**Required work**
Look through the records, and wherever the string "AdminUserId" turns up, copy out that line.

**Information**
//! Admin authentication service.
//!
//! Email + password login issuing HS256 bearer tokens. Passwords are stored
//! as argon2id PHC strings.

mod error;
mod password;
mod token;

pub use error::AdminAuthError;
pub use password::{MIN_PASSWORD_LEN, hash_password, verify_password};
pub use token::{Claims, TokenService};

use sqlx::PgPool;

use proudshop_core::{AdminRole, AdminUserId, Email};

use crate::db::RepositoryError;
use crate::db::admin_users::AdminUserRepository;
use crate::models::AdminUser;

/// Admin authentication service.
pub struct AdminAuthService<'a> {
    users: AdminUserRepository<'a>,
    tokens: &'a TokenService,
}

impl<'a> AdminAuthService<'a> {
    /// Create a new admin authentication service.
    #[must_use]
    pub const fn new(pool: &'a PgPool, tokens: &'a TokenService) -> Self {
        Self {
            users: AdminUserRepository::new(pool),
            tokens,
        }
    }

    /// Check credentials and issue a token.
    ///
    /// # Errors
    ///
    /// Returns `AdminAuthError::InvalidCredentials` for an unknown email or
    /// wrong password, `AdminAuthError::InvalidEmail` for a malformed email,
    /// or `AdminAuthError::Repository` if the lookup fails.
    #[tracing::instrument(skip_all, fields(email = tracing::field::Empty))]
    pub async fn login(
        &self,
        email: &str,
        password: &str,
    ) -> Result<(AdminUser, String), AdminAuthError> {
        let email = Email::parse(email)?;
        tracing::Span::current().record("email", email.masked().as_str());

        let Some((user, hash)) = self.users.get_with_password_hash(&email).await? else {
            tracing::info!("Login attempt for unknown admin");
            return Err(AdminAuthError::InvalidCredentials);
        };

        if !verify_password(password, &hash) {
            tracing::info!(admin_id = %user.id, "Login attempt with wrong password");
            return Err(AdminAuthError::InvalidCredentials);
        }

        let token = self.tokens.issue(user.id)?;
        tracing::info!(admin_id = %user.id, "Admin logged in");
        Ok((user, token))
    }

    /// Resolve a bearer token to the admin it was issued for.
    ///
    /// # Errors
    ///
    /// Returns `AdminAuthError::InvalidToken` if the token does not verify,
    /// or `AdminAuthError::UserNotFound` if the admin no longer exists.
    pub async fn authenticate(&self, token: &str) -> Result<AdminUser, AdminAuthError> {
        let id = self.tokens.verify(token)?;
        self.get_user(id).await
    }

    /// Get an admin user by ID.
    ///
    /// # Errors
    ///
    /// Returns `AdminAuthError::UserNotFound` if the user doesn't exist.
    pub async fn get_user(&self, admin_user_id: AdminUserId) -> Result<AdminUser, AdminAuthError> {
        self.users
            .get_by_id(admin_user_id)
            .await?
            .ok_or(AdminAuthError::UserNotFound)
    }
}

/// Account management that needs no token signing (used by the CLI).
pub struct AdminAccounts<'a> {
    users: AdminUserRepository<'a>,
}

impl<'a> AdminAccounts<'a> {
    #[must_use]
    pub const fn new(pool: &'a PgPool) -> Self {
        Self {
            users: AdminUserRepository::new(pool),
        }
    }

    /// Create an admin account.
    ///
    /// # Errors
    ///
    /// Returns `AdminAuthError::UserAlreadyExists` for a taken email,
    /// `AdminAuthError::WeakPassword` for a short password, or a repository
    /// error.
    pub async fn create_admin(
        &self,
        email: &str,
        name: &str,
        role: AdminRole,
        password: &str,
    ) -> Result<AdminUser, AdminAuthError> {
        let email = Email::parse(email)?;
        let hash = hash_password(password)?;

        match self.users.create(&email, name, role, &hash).await {
            Ok(user) => {
                tracing::info!(admin_id = %user.id, role = ?role, "Created admin");
                Ok(user)
            }
            Err(RepositoryError::Conflict(_)) => Err(AdminAuthError::UserAlreadyExists),
            Err(e) => Err(e.into()),
        }
    }

    /// Replace an admin's password.
    ///
    /// # Errors
    ///
    /// Returns `AdminAuthError::UserNotFound` for an unknown email,
    /// `AdminAuthError::WeakPassword` for a short password, or a repository
    /// error.
    pub async fn set_password(&self, email: &str, password: &str) -> Result<(), AdminAuthError> {
        let email = Email::parse(email)?;
        let hash = hash_password(password)?;

        match self.users.set_password_hash(&email, &hash).await {
            Ok(()) => Ok(()),
            Err(RepositoryError::NotFound) => Err(AdminAuthError::UserNotFound),
            Err(e) => Err(e.into()),
        }
    }
}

**Exercise solution**
use proudshop_core::{AdminRole, AdminUserId, Email};
    pub async fn get_user(&self, admin_user_id: AdminUserId) -> Result<AdminUser, AdminAuthError> {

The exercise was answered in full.